____ Stored data
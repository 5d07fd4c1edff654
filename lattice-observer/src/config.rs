//! Observer Configuration
//!
//! Two process-wide switches control observer components:
//!
//! - **static rendering**: renders run plainly, without tracking or
//!   subscriptions. Meant for one-shot output such as
//!   [`render_to_string`](crate::host::render_to_string). Can be toggled
//!   both ways.
//! - **devtools**: enables render/destroy reports on the instrumentation
//!   channel. Once enabled it stays enabled.
//!
//! [`ObserverConfig::global`] is the default every plain
//! [`observer`](crate::observer()) call uses. Tests and embedders that need
//! isolation create their own with [`ObserverConfig::new`] and pass it to
//! [`observer_with`](crate::observer_with). Each config carries the
//! [`Instrumentation`] its components report to.

use std::fmt;
use std::sync::atomic::{AtomicBool, Ordering};
use std::sync::{Arc, OnceLock};

use serde::{Deserialize, Serialize};

use crate::error::ObserverError;
use crate::instrument::Instrumentation;

/// Serializable form of a config's switches.
#[derive(Debug, Clone, Copy, Default, PartialEq, Eq, Serialize, Deserialize)]
#[serde(default, deny_unknown_fields)]
pub struct Settings {
    pub static_rendering: bool,
    pub devtools: bool,
}

/// Shared handle to one set of switches and its instrumentation channel.
#[derive(Clone)]
pub struct ObserverConfig {
    inner: Arc<ConfigInner>,
}

struct ConfigInner {
    static_rendering: AtomicBool,
    devtools: AtomicBool,
    instrumentation: Instrumentation,
}

static GLOBAL: OnceLock<ObserverConfig> = OnceLock::new();

impl ObserverConfig {
    /// A fresh config with both switches off.
    pub fn new() -> Self {
        Self::from_settings(Settings::default())
    }

    /// The process-wide default.
    pub fn global() -> &'static ObserverConfig {
        GLOBAL.get_or_init(ObserverConfig::new)
    }

    pub fn from_settings(settings: Settings) -> Self {
        Self {
            inner: Arc::new(ConfigInner {
                static_rendering: AtomicBool::new(settings.static_rendering),
                devtools: AtomicBool::new(settings.devtools),
                instrumentation: Instrumentation::new(),
            }),
        }
    }

    /// Parse [`Settings`] from JSON, e.g. `{"static_rendering": true}`.
    pub fn from_json(json: &str) -> Result<Self, ObserverError> {
        let settings: Settings = serde_json::from_str(json)?;
        Ok(Self::from_settings(settings))
    }

    /// Builder form of [`use_static_rendering`](Self::use_static_rendering).
    pub fn with_static_rendering(self, enabled: bool) -> Self {
        self.use_static_rendering(enabled);
        self
    }

    /// Builder form of [`enable_devtools`](Self::enable_devtools).
    pub fn with_devtools(self) -> Self {
        self.enable_devtools();
        self
    }

    /// Switch static rendering on or off.
    ///
    /// Components already subscribed keep their tracking sessions; they
    /// stop re-rendering reactively only once they render in static mode.
    pub fn use_static_rendering(&self, enabled: bool) {
        let previous = self.inner.static_rendering.swap(enabled, Ordering::SeqCst);
        if previous != enabled {
            tracing::debug!(enabled, "static rendering toggled");
        }
    }

    pub fn is_static_rendering(&self) -> bool {
        self.inner.static_rendering.load(Ordering::SeqCst)
    }

    /// Enable render/destroy reports. There is no way back.
    pub fn enable_devtools(&self) {
        if !self.inner.devtools.swap(true, Ordering::SeqCst) {
            tracing::debug!("devtools enabled");
        }
    }

    pub fn devtools_enabled(&self) -> bool {
        self.inner.devtools.load(Ordering::SeqCst)
    }

    pub fn instrumentation(&self) -> &Instrumentation {
        &self.inner.instrumentation
    }

    /// Current switches.
    pub fn settings(&self) -> Settings {
        Settings {
            static_rendering: self.is_static_rendering(),
            devtools: self.devtools_enabled(),
        }
    }

    /// Whether both handles share the same switches.
    pub fn ptr_eq(a: &ObserverConfig, b: &ObserverConfig) -> bool {
        Arc::ptr_eq(&a.inner, &b.inner)
    }
}

impl Default for ObserverConfig {
    fn default() -> Self {
        Self::new()
    }
}

impl fmt::Debug for ObserverConfig {
    fn fmt(&self, f: &mut fmt::Formatter<'_>) -> fmt::Result {
        f.debug_struct("ObserverConfig")
            .field("settings", &self.settings())
            .finish()
    }
}

/// Toggle static rendering on the global config.
pub fn use_static_rendering(enabled: bool) {
    ObserverConfig::global().use_static_rendering(enabled);
}

/// Whether the global config renders statically.
pub fn is_using_static_rendering() -> bool {
    ObserverConfig::global().is_static_rendering()
}

#[cfg(test)]
mod tests {
    use super::*;

    #[test]
    fn static_rendering_toggles_both_ways() {
        let config = ObserverConfig::new();
        assert!(!config.is_static_rendering());

        config.use_static_rendering(true);
        assert!(config.is_static_rendering());

        config.use_static_rendering(false);
        assert!(!config.is_static_rendering());
    }

    #[test]
    fn clones_share_switches() {
        let config = ObserverConfig::new();
        let clone = config.clone();
        clone.enable_devtools();

        assert!(config.devtools_enabled());
        assert!(ObserverConfig::ptr_eq(&config, &clone));
        assert!(!ObserverConfig::ptr_eq(&config, &ObserverConfig::new()));
    }

    #[test]
    fn settings_parse_from_json() {
        let config = ObserverConfig::from_json(r#"{"devtools": true}"#).unwrap();
        assert_eq!(
            config.settings(),
            Settings {
                static_rendering: false,
                devtools: true,
            }
        );
    }

    #[test]
    fn unknown_settings_are_rejected() {
        let err = ObserverConfig::from_json(r#"{"dev_tools": true}"#).unwrap_err();
        assert!(matches!(err, ObserverError::InvalidSettings(_)));
    }
}
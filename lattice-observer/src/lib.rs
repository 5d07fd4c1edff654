//! Lattice Observer
//!
//! Reactive rendering for Lattice components: a component wrapped with
//! [`observer`] re-renders exactly when observable state it read during its
//! last render changes, without declaring dependencies by hand.
//!
//! # Architecture
//!
//! - `reactive`: dependency tracking (atoms, signals, tracking sessions,
//!   batching, the state-change guard)
//! - `props`: props/state records and the shallow-equality contract
//! - `host`: the component host (types, lifecycle, update queue, root)
//! - `observer`: the glue: tracked inputs, the reactive render wrapper and
//!   lifecycle adapter, the `observer` transform, the `Observer` component
//! - `instrument`: render/destroy/error/warning streams for tooling
//! - `config`: static rendering and devtools switches
//!
//! # Example
//!
//! ```rust
//! use lattice_observer::{observer, ComponentType, Node, Props, Root, Signal};
//!
//! let todos = Signal::new(vec!["write docs".to_string()]);
//!
//! let list = {
//!     let todos = todos.clone();
//!     observer(&ComponentType::function("TodoList", move |_| {
//!         let items = todos.get().into_iter().map(|t| Node::tag("li", [Node::text(t)]));
//!         Ok(Node::tag("ul", items))
//!     }))
//!     .unwrap()
//! };
//!
//! let root = Root::new();
//! root.render(list.element(Props::new())).unwrap();
//! assert_eq!(root.to_markup(), "<ul><li>write docs</li></ul>");
//!
//! // Only the list re-renders, on the next flush.
//! root.act(|| {
//!     todos.update(|t| {
//!         let mut next = t.clone();
//!         next.push("ship".to_string());
//!         next
//!     })
//! })
//! .unwrap();
//! assert_eq!(root.to_markup(), "<ul><li>write docs</li><li>ship</li></ul>");
//! ```

pub mod config;
pub mod error;
pub mod host;
pub mod instrument;
pub mod observer;
pub mod props;
pub mod reactive;

pub use config::{is_using_static_rendering, use_static_rendering, ObserverConfig, Settings};
pub use error::{HostError, ObserverError, ReactiveError, RenderError};
pub use host::{render_to_string, Component, ComponentType, Element, Node, Root, This};
pub use instrument::{
    ComponentInfo, ErrorEvent, Instrumentation, ReportEvent, Subscription, Warning,
};
pub use observer::{dispose_on_unmount, observer, observer_with, Observer};
pub use props::{shallow_equal, Props, State, Value};
pub use reactive::{batch, untracked, Signal, Tracker};
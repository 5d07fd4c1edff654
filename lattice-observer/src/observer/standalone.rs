//! The `Observer` component: reactive rendering for a single callback.

use super::transform::wrap;
use crate::config::ObserverConfig;
use crate::error::RenderError;
use crate::host::{ComponentType, Element, Node};
use crate::instrument::Warning;
use crate::props::{Props, Value};

/// Renders its `children` (or `render`) function inside a tracking session,
/// so only that callback re-runs when what it reads changes.
pub struct Observer;

thread_local! {
    static GLOBAL_OBSERVER: ComponentType = Observer::component_with(ObserverConfig::global());
}

impl Observer {
    /// The `Observer` type bound to the global config. Stable per thread.
    pub fn component() -> ComponentType {
        GLOBAL_OBSERVER.with(ComponentType::clone)
    }

    /// A distinct `Observer` type bound to `config`.
    pub fn component_with(config: &ObserverConfig) -> ComponentType {
        let render_config = config.clone();
        let source = ComponentType::function("Observer", move |props| {
            let children = props.get("children").and_then(Value::as_render);
            let render = props.get("render").and_then(Value::as_render);
            match (children, render) {
                (Some(children), Some(_)) => {
                    render_config.instrumentation().warn(Warning::ObserverChildrenAndRender);
                    children()
                }
                (Some(f), None) | (None, Some(f)) => f(),
                (None, None) => Ok(Node::Empty),
            }
        });
        wrap(&source, config)
    }

    /// An `Observer` element with `render` as its child.
    pub fn element<F>(render: F) -> Element
    where
        F: Fn() -> Result<Node, RenderError> + 'static,
    {
        Self::component().element(Props::new().with("children", Value::render(render)))
    }
}

#[cfg(test)]
mod tests {
    use std::sync::Arc;

    use parking_lot::Mutex;

    use super::*;
    use crate::host::Root;
    use crate::reactive::Signal;

    #[test]
    fn global_type_is_stable() {
        assert!(ComponentType::same(&Observer::component(), &Observer::component()));
        assert!(Observer::component().is_observer());
    }

    #[test]
    fn renders_nothing_without_a_callback() {
        let config = ObserverConfig::new();
        let root = Root::new();
        root.render(Observer::component_with(&config).element(Props::new()))
            .unwrap();
        assert_eq!(root.to_markup(), "");
    }

    #[test]
    fn render_prop_is_accepted() {
        let config = ObserverConfig::new();
        let root = Root::new();
        let props = Props::new().with("render", Value::render(|| Ok(Node::text("via render"))));
        root.render(Observer::component_with(&config).element(props)).unwrap();
        assert_eq!(root.to_markup(), "via render");
    }

    #[test]
    fn children_win_over_render_with_warning() {
        let config = ObserverConfig::new();
        let seen = Arc::new(Mutex::new(Vec::new()));
        let _sub = {
            let seen = seen.clone();
            config.instrumentation().on_warning(move |w| seen.lock().push(w.clone()))
        };

        let props = Props::new()
            .with("children", Value::render(|| Ok(Node::text("children"))))
            .with("render", Value::render(|| Ok(Node::text("render"))));
        let root = Root::new();
        root.render(Observer::component_with(&config).element(props)).unwrap();

        assert_eq!(root.to_markup(), "children");
        assert_eq!(*seen.lock(), vec![Warning::ObserverChildrenAndRender]);
    }

    #[test]
    fn callback_re_runs_on_change() {
        let count = Signal::new(1);
        let root = Root::new();
        let element = {
            let count = count.clone();
            Observer::element(move || Ok(Node::text(format!("count {}", count.get()))))
        };

        root.render(Node::tag("p", [Node::from(element)])).unwrap();
        assert_eq!(root.to_markup(), "<p>count 1</p>");

        root.act(|| count.set(2)).unwrap();
        assert_eq!(root.to_markup(), "<p>count 2</p>");
    }
}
________
What is expected:
From the lines above, copy those that contain the word "Result".

Completed exercise:
    pub fn from_json(json: &str) -> Result<Self, ObserverError> {
    fn fmt(&self, f: &mut fmt::Formatter<'_>) -> fmt::Result {
        F: Fn() -> Result<Node, RenderError> + 'static,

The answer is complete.